==== INPUT FOR THIS TASK

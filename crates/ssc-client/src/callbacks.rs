//! Consumer callback surface

use async_trait::async_trait;
use ssc_core::{PresenceData, PresenceRecord, SharedState};
use std::collections::HashMap;

/// Callbacks invoked by the synchronization engine.
///
/// `on_refresh` is the one required handler; the rest default to no-ops.
/// All callbacks run sequentially on the client's event loop - a slow
/// handler delays that one event, nothing else.
#[async_trait]
pub trait StateCallbacks<T, P = PresenceRecord>: Send + Sync
where
    T: SharedState,
    P: PresenceData,
{
    /// The replica changed: subscription acknowledgment, an applied op batch
    /// (local or remote), or rollback after a rejected op. Deliveries follow
    /// the server-imposed per-document order; no coalescing.
    async fn on_refresh(&self, data: T);

    /// Fires once for the initial successful subscription of the client's
    /// lifetime, and once more per error-then-recover episode.
    async fn on_connected(&self, _data: T) {}

    /// The document was deleted server-side. Terminal.
    async fn on_deleted(&self) {}

    /// Transport-level failure. The only error condition surfaced to
    /// consumers; everything else is self-healing or logged.
    async fn on_error(&self, _message: &str) {}

    /// Full snapshot of remote participants' presence, replacing any prior
    /// delivery. Only invoked when presence is enabled.
    async fn on_refresh_presences(&self, _presences: HashMap<String, P>) {}
}
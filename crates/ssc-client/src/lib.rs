//! SSC Client - document synchronization engine
//!
//! Keeps a local replica of a server-authoritative document in step with
//! remote replicas and propagates ephemeral presence among participants:
//! - First-writer document creation (racy by design, server picks the winner)
//! - Subscription with optimistic local mutation and server-driven rollback
//! - Error-episode tracking with exactly-once recovery notification
//! - Best-effort presence broadcast and a remote presence map
//!
//! ```no_run
//! use std::sync::Arc;
//! use serde::{Deserialize, Serialize};
//! use ssc_client::{ClientOptions, SharedStateClient, StateCallbacks};
//! use ssc_core::{ContentId, ServerConfig, SharedState};
//!
//! #[derive(Clone, Serialize, Deserialize)]
//! struct Counter { count: i64 }
//!
//! impl SharedState for Counter {
//!     fn seed() -> Self { Counter { count: 0 } }
//! }
//!
//! struct Printer;
//!
//! #[async_trait::async_trait]
//! impl StateCallbacks<Counter> for Printer {
//!     async fn on_refresh(&self, data: Counter) {
//!         println!("count = {}", data.count);
//!     }
//! }
//!
//! # async fn run() -> ssc_core::Result<()> {
//! let config = ServerConfig::new("wss://sync.example", "https://sync.example/auth/");
//! let client: SharedStateClient<Counter> = SharedStateClient::connect(
//!     &config,
//!     ContentId::new("doc-1")?,
//!     Arc::new(Printer),
//!     ClientOptions::default(),
//! )?;
//! # Ok(())
//! # }
//! ```

pub mod callbacks;
pub mod engine;
pub mod presence;
pub mod replica;

pub use callbacks::StateCallbacks;
pub use engine::{ClientOptions, SharedStateClient};
pub use presence::PresenceTracker;
pub use replica::{DocumentReplica, ReplicaPhase};
//! SSC Core - data model for the shared state client
//!
//! This crate provides the types shared across the client stack:
//! - Content identifiers and server configuration
//! - Session credentials with staleness tracking
//! - The seedable shared-state capability and presence records
//! - Opaque operations forwarded to the synchronization server

pub mod content;
pub mod credential;
pub mod error;
pub mod op;
pub mod state;

pub use content::ContentId;
pub use credential::{AccessLevel, Credential, ServerConfig};
pub use error::{Error, Result};
pub use op::Operation;
pub use state::{PresenceData, PresenceRecord, SharedState};
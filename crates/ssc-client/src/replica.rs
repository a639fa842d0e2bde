//! Local document replica

use ssc_core::{Error, Result, SharedState};

/// Replica lifecycle: absent (no server document yet) -> live (mirroring
/// server state) -> deleted (terminal).
#[derive(Debug, Clone, Copy, PartialEq, Eq)]
pub enum ReplicaPhase {
    Absent,
    Live,
    Deleted,
}

/// The local copy of the shared document.
///
/// Exactly one instance per content id per client session, owned by the
/// synchronization engine and mutated only on its event loop.
#[derive(Debug)]
pub struct DocumentReplica<T: SharedState> {
    phase: ReplicaPhase,
    version: u64,
    data: Option<T>,
}

impl<T: SharedState> DocumentReplica<T> {
    pub fn new() -> Self {
        Self {
            phase: ReplicaPhase::Absent,
            version: 0,
            data: None,
        }
    }

    pub fn phase(&self) -> ReplicaPhase {
        self.phase
    }

    pub fn version(&self) -> u64 {
        self.version
    }

    pub fn data(&self) -> Option<&T> {
        self.data.as_ref()
    }

    /// Install authoritative server state, decoding it into the document
    /// type. Ignored after deletion.
    pub fn install(&mut self, version: u64, raw: serde_json::Value) -> Result<T> {
        if self.phase == ReplicaPhase::Deleted {
            return Err(Error::DocumentDeleted);
        }
        let decoded: T =
            serde_json::from_value(raw).map_err(|e| Error::Serialization(e.to_string()))?;
        self.phase = ReplicaPhase::Live;
        self.version = version;
        self.data = Some(decoded.clone());
        Ok(decoded)
    }

    /// Install locally seeded data after a won create race
    pub fn install_seeded(&mut self, seeded: T) {
        self.phase = ReplicaPhase::Live;
        self.version = 1;
        self.data = Some(seeded);
    }

    pub fn mark_deleted(&mut self) {
        self.phase = ReplicaPhase::Deleted;
        self.data = None;
    }
}

impl<T: SharedState> Default for DocumentReplica<T> {
    fn default() -> Self {
        Self::new()
    }
}
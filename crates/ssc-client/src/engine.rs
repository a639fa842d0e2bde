//! Document synchronization engine

use std::marker::PhantomData;
use std::sync::atomic::{AtomicBool, AtomicU64, Ordering};
use std::sync::Arc;

use tokio::sync::mpsc;
use tracing::{debug, error, warn};

use crate::callbacks::StateCallbacks;
use crate::presence::PresenceTracker;
use crate::replica::{DocumentReplica, ReplicaPhase};
use ssc_core::{
    ContentId, Credential, Error, Operation, PresenceData, PresenceRecord, Result, ServerConfig,
    SharedState,
};
use ssc_protocol::{ClientMessage, ServerMessage};
use ssc_transport::{
    ConnectionState, CredentialProvider, CredentialResolver, ResilientSocket, SocketConfig,
    TargetResolver, TransportError, TransportEvent,
};

/// Per-instantiation options
#[derive(Debug, Clone, Default)]
pub struct ClientOptions {
    /// Enable the presence sub-protocol for this client
    pub enable_presence: bool,
    /// Reconnect policy for the underlying socket
    pub socket: SocketConfig,
}

/// Client for one shared, server-authoritative document.
///
/// Owns exactly one replica per content id per session. All consumer
/// callbacks run sequentially on a single event-loop task; local mutations
/// go through [`submit_op`](Self::submit_op) and are reconciled by the
/// server - a rejected op simply shows up as the next refresh carrying the
/// corrected state, there is no client-side rollback logic.
pub struct SharedStateClient<T: SharedState, P: PresenceData = PresenceRecord> {
    socket: ResilientSocket,
    content_id: ContentId,
    provider: Option<Arc<CredentialProvider>>,
    seq: Arc<AtomicU64>,
    deleted: Arc<AtomicBool>,
    closed: AtomicBool,
    presence_enabled: bool,
    _marker: PhantomData<fn() -> (T, P)>,
}

impl<T: SharedState, P: PresenceData> SharedStateClient<T, P> {
    /// Connect using the standard credential flow: fetch from the auth
    /// endpoint, cache until stale, append the token to the connection
    /// target. Must be called within a tokio runtime.
    pub fn connect(
        server: &ServerConfig,
        content_id: ContentId,
        callbacks: Arc<dyn StateCallbacks<T, P>>,
        options: ClientOptions,
    ) -> Result<Self> {
        let provider = Arc::new(CredentialProvider::over_http(server, &content_id)?);
        let resolver = Arc::new(CredentialResolver::new(provider.clone(), server));
        Ok(Self::start(resolver, Some(provider), content_id, callbacks, options))
    }

    /// Connect with a custom target resolver (custom auth flows, tests).
    /// [`credential`](Self::credential) returns `None` for such clients.
    pub fn connect_with_resolver(
        resolver: Arc<dyn TargetResolver>,
        content_id: ContentId,
        callbacks: Arc<dyn StateCallbacks<T, P>>,
        options: ClientOptions,
    ) -> Self {
        Self::start(resolver, None, content_id, callbacks, options)
    }

    fn start(
        resolver: Arc<dyn TargetResolver>,
        provider: Option<Arc<CredentialProvider>>,
        content_id: ContentId,
        callbacks: Arc<dyn StateCallbacks<T, P>>,
        options: ClientOptions,
    ) -> Self {
        let (socket, events) = ResilientSocket::connect(resolver, options.socket);
        let seq = Arc::new(AtomicU64::new(1));
        let deleted = Arc::new(AtomicBool::new(false));

        let engine = EngineLoop {
            content_id: content_id.clone(),
            outgoing: socket.sender(),
            callbacks,
            replica: DocumentReplica::new(),
            tracker: options.enable_presence.then(PresenceTracker::new),
            seq: seq.clone(),
            deleted: deleted.clone(),
            initial: true,
            had_error: false,
            pending_create: None,
        };
        tokio::spawn(engine.run(events));

        Self {
            socket,
            content_id,
            provider,
            seq,
            deleted,
            closed: AtomicBool::new(false),
            presence_enabled: options.enable_presence,
            _marker: PhantomData,
        }
    }

    /// Submit an opaque operation. Applied optimistically downstream and
    /// reconciled by the server; if rejected, the corrected state arrives
    /// through the normal refresh path.
    pub async fn submit_op(&self, op: Operation) -> Result<()> {
        if self.deleted.load(Ordering::SeqCst) {
            return Err(Error::DocumentDeleted);
        }
        let seq = self.seq.fetch_add(1, Ordering::SeqCst);
        self.socket
            .send(ClientMessage::op(&self.content_id, seq, op))
            .await
            .map_err(map_transport)
    }

    /// Broadcast this participant's presence record (`None` clears it).
    /// Best-effort: failures are logged, never surfaced, never retried.
    pub async fn submit_presence(&self, record: Option<P>) {
        if !self.presence_enabled {
            warn!(content = %self.content_id, "Presence is not enabled for this client");
            return;
        }
        if self.deleted.load(Ordering::SeqCst) {
            debug!(content = %self.content_id, "Dropping presence for deleted document");
            return;
        }
        if let Err(e) = self.broadcast_presence(record).await {
            warn!(content = %self.content_id, error = %e, "Presence submit failed");
        }
    }

    async fn broadcast_presence(&self, record: Option<P>) -> Result<()> {
        let raw = record
            .map(serde_json::to_value)
            .transpose()
            .map_err(|e| Error::PresenceSubmit(e.to_string()))?;
        self.socket
            .send(ClientMessage::presence(&self.content_id, raw))
            .await
            .map_err(|e| Error::PresenceSubmit(e.to_string()))
    }

    /// Current transport connection state
    pub fn connection_state(&self) -> ConnectionState {
        self.socket.state()
    }

    /// Snapshot of the cached session credential, if this client manages one
    pub async fn credential(&self) -> Option<Credential> {
        match &self.provider {
            Some(provider) => provider.cached().await,
            None => None,
        }
    }

    /// Tear the client down: unsubscribe the document, clear presence if
    /// enabled, and close the transport. Idempotent.
    pub async fn close(&self) {
        if self.closed.swap(true, Ordering::SeqCst) {
            return;
        }
        if self.presence_enabled {
            let _ = self
                .socket
                .send(ClientMessage::presence(&self.content_id, None))
                .await;
        }
        let _ = self
            .socket
            .send(ClientMessage::unsubscribe(&self.content_id))
            .await;
        self.socket.close();
    }
}

fn map_transport(e: TransportError) -> Error {
    match e {
        TransportError::Closed => Error::Closed,
        TransportError::Core(e) => e,
    }
}

/// The single-threaded event loop behind a client.
///
/// All transport events - socket open, server messages, socket errors - run
/// through `handle` sequentially, so replica and presence state need no
/// locking; correctness rests on this ordering.
struct EngineLoop<T: SharedState, P: PresenceData> {
    content_id: ContentId,
    outgoing: mpsc::Sender<ClientMessage>,
    callbacks: Arc<dyn StateCallbacks<T, P>>,
    replica: DocumentReplica<T>,
    tracker: Option<PresenceTracker<P>>,
    seq: Arc<AtomicU64>,
    deleted: Arc<AtomicBool>,
    /// Initial-connection milestone not yet consumed
    initial: bool,
    /// An error episode is open; the next successful connect owes the
    /// consumer a recovery notification
    had_error: bool,
    /// In-flight first-writer create: (seq, seeded data)
    pending_create: Option<(u64, T)>,
}

impl<T: SharedState, P: PresenceData> EngineLoop<T, P> {
    async fn run(mut self, mut events: mpsc::Receiver<TransportEvent>) {
        while let Some(event) = events.recv().await {
            if !self.handle(event).await {
                break;
            }
        }
    }

    async fn handle(&mut self, event: TransportEvent) -> bool {
        match event {
            TransportEvent::Open => {
                self.send(ClientMessage::subscribe(&self.content_id)).await;
                if self.tracker.is_some() {
                    // Rejoining the channel is per-connection; the tracker
                    // itself (and its remote map) lives across reconnects.
                    self.send(ClientMessage::presence_subscribe(&self.content_id))
                        .await;
                }
                if self.had_error {
                    self.had_error = false;
                    // Exactly-once recovery notification for this error
                    // episode. With no data yet, the initial-connection
                    // path still owes the consumer its first on_connected.
                    if let Some(data) = self.replica.data().cloned() {
                        self.callbacks.on_connected(data.clone()).await;
                        self.callbacks.on_refresh(data).await;
                    }
                }
                true
            }
            TransportEvent::Error(message) => {
                self.had_error = true;
                self.callbacks.on_error(&message).await;
                true
            }
            TransportEvent::Message(msg) => {
                self.handle_server(msg).await;
                true
            }
            TransportEvent::Closed => false,
        }
    }

    async fn handle_server(&mut self, msg: ServerMessage) {
        match msg {
            ServerMessage::Snapshot { version, data } => match data {
                None => self.create_if_absent().await,
                Some(raw) => self.refresh(version, raw).await,
            },
            ServerMessage::Update { version, data } => self.refresh(version, data).await,
            ServerMessage::Created { seq } => self.handle_created(seq).await,
            ServerMessage::Rejected { seq, code, message } => {
                self.handle_rejected(seq, &code, &message)
            }
            ServerMessage::Deleted => {
                if self.replica.phase() != ReplicaPhase::Deleted {
                    self.replica.mark_deleted();
                    self.deleted.store(true, Ordering::SeqCst);
                    self.callbacks.on_deleted().await;
                }
            }
            ServerMessage::Presence { participant, record } => {
                let Some(tracker) = self.tracker.as_mut() else {
                    return;
                };
                let Some(decoded) = PresenceTracker::<P>::decode(&participant, record) else {
                    return;
                };
                let snapshot = tracker.apply(&participant, decoded);
                self.callbacks.on_refresh_presences(snapshot).await;
            }
        }
    }

    /// No document exists server-side: seed one and race to create it.
    /// Every client does this speculatively; the server accepts the first
    /// valid create per content id and rejects the rest.
    async fn create_if_absent(&mut self) {
        if self.replica.phase() != ReplicaPhase::Absent || self.pending_create.is_some() {
            return;
        }
        let seeded = T::seed();
        let raw = match serde_json::to_value(&seeded) {
            Ok(raw) => raw,
            Err(e) => {
                error!(error = %e, "Failed to encode seeded document");
                return;
            }
        };
        let seq = self.seq.fetch_add(1, Ordering::SeqCst);
        debug!(content = %self.content_id, seq, "Document absent, submitting create");
        self.pending_create = Some((seq, seeded));
        self.send(ClientMessage::create(&self.content_id, seq, raw))
            .await;
    }

    async fn refresh(&mut self, version: u64, raw: serde_json::Value) {
        if self.replica.phase() == ReplicaPhase::Deleted {
            return;
        }
        // Authoritative data supersedes any create still in flight; the
        // matching rejection, if it comes, is then a no-op.
        self.pending_create = None;
        match self.replica.install(version, raw) {
            Ok(data) => {
                if self.initial {
                    self.initial = false;
                    self.callbacks.on_connected(data.clone()).await;
                }
                self.callbacks.on_refresh(data).await;
            }
            Err(e) => error!(content = %self.content_id, error = %e, "Failed to decode document data"),
        }
    }

    async fn handle_created(&mut self, seq: u64) {
        let Some((pending_seq, seeded)) = self.pending_create.take() else {
            return;
        };
        if pending_seq != seq {
            self.pending_create = Some((pending_seq, seeded));
            return;
        }
        self.replica.install_seeded(seeded.clone());
        // Winning the create race is the first connection milestone
        self.initial = false;
        self.callbacks.on_connected(seeded.clone()).await;
        self.callbacks.on_refresh(seeded).await;
    }

    fn handle_rejected(&mut self, seq: u64, code: &str, message: &str) {
        if matches!(self.pending_create, Some((s, _)) if s == seq) {
            self.pending_create = None;
            // Lost the first-writer race. The winner's document arrives
            // through the subscription; never surfaced as a consumer error.
            let conflict = Error::CreateConflict(message.to_string());
            debug!(content = %self.content_id, code, error = %conflict, "Create rejected");
        } else {
            debug!(seq, code, message, "Op rejected, awaiting corrective update");
        }
    }

    async fn send(&self, msg: ClientMessage) {
        if self.outgoing.send(msg).await.is_err() {
            warn!(content = %self.content_id, "Transport is gone, dropping outgoing message");
        }
    }
}
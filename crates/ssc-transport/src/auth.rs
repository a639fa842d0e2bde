//! Credential fetch and caching

use async_trait::async_trait;
use ssc_core::credential::epoch_now;
use ssc_core::{ContentId, Credential, Error, Result, ServerConfig};
use tokio::sync::RwLock;
use tracing::{debug, info};

/// Where credentials come from. Production uses the auth HTTP endpoint;
/// tests inject stubs.
#[async_trait]
pub trait CredentialSource: Send + Sync {
    async fn fetch(&self) -> Result<Credential>;
}

/// Fetches credentials from `GET {auth_endpoint}{content_id}` with the
/// session cookies included (the native equivalent of a cross-origin,
/// credentials-included browser fetch).
pub struct HttpCredentialSource {
    http: reqwest::Client,
    url: String,
}

impl HttpCredentialSource {
    pub fn new(config: &ServerConfig, content_id: &ContentId) -> Result<Self> {
        let http = reqwest::Client::builder()
            .cookie_store(true)
            .build()
            .map_err(|e| Error::CredentialFetch(e.to_string()))?;
        Ok(Self {
            http,
            url: format!("{}{}", config.auth_endpoint, content_id),
        })
    }
}

#[async_trait]
impl CredentialSource for HttpCredentialSource {
    async fn fetch(&self) -> Result<Credential> {
        let response = self
            .http
            .get(&self.url)
            .send()
            .await
            .map_err(|e| Error::CredentialFetch(e.to_string()))?;

        let body = response
            .text()
            .await
            .map_err(|e| Error::CredentialFetch(e.to_string()))?;

        if body.trim().is_empty() || body.trim() == "null" {
            return Err(Error::InvalidCredential("empty auth response".into()));
        }

        serde_json::from_str(&body).map_err(|e| Error::InvalidCredential(e.to_string()))
    }
}

/// Caches the session credential, refetching it only when absent or past its
/// `refresh_at` deadline. The cached value is replaced wholesale on every
/// fetch.
pub struct CredentialProvider {
    source: Box<dyn CredentialSource>,
    cached: RwLock<Option<Credential>>,
}

impl CredentialProvider {
    pub fn new(source: Box<dyn CredentialSource>) -> Self {
        Self {
            source,
            cached: RwLock::new(None),
        }
    }

    /// Provider backed by the auth HTTP endpoint
    pub fn over_http(config: &ServerConfig, content_id: &ContentId) -> Result<Self> {
        Ok(Self::new(Box::new(HttpCredentialSource::new(config, content_id)?)))
    }

    /// Return a valid credential, fetching one if none is cached or the
    /// cached one is stale.
    pub async fn fresh(&self) -> Result<Credential> {
        let (credential, _) = self.fresh_at(epoch_now()).await?;
        Ok(credential)
    }

    // The boolean reports whether a fetch happened; the cache tests key on it.
    pub(crate) async fn fresh_at(&self, now: u64) -> Result<(Credential, bool)> {
        {
            let cached = self.cached.read().await;
            if let Some(cred) = cached.as_ref() {
                if !cred.is_stale(now) {
                    return Ok((cred.clone(), false));
                }
                debug!(user = %cred.user_id, "Cached credential is stale, refetching");
            }
        }

        let fetched = self.source.fetch().await?;
        info!(user = %fetched.user_id, level = %fetched.level, "Fetched credential");
        *self.cached.write().await = Some(fetched.clone());
        Ok((fetched, true))
    }

    /// Snapshot of the cached credential, if any
    pub async fn cached(&self) -> Option<Credential> {
        self.cached.read().await.clone()
    }
}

========

▶ **EXERCISE REQUIREMENTS**:
Given the word "effort", show every line of the records that contains it.

▶ **ANSWER SECTION**:
//! - Best-effort presence broadcast and a remote presence map
    /// Best-effort: failures are logged, never surfaced, never retried.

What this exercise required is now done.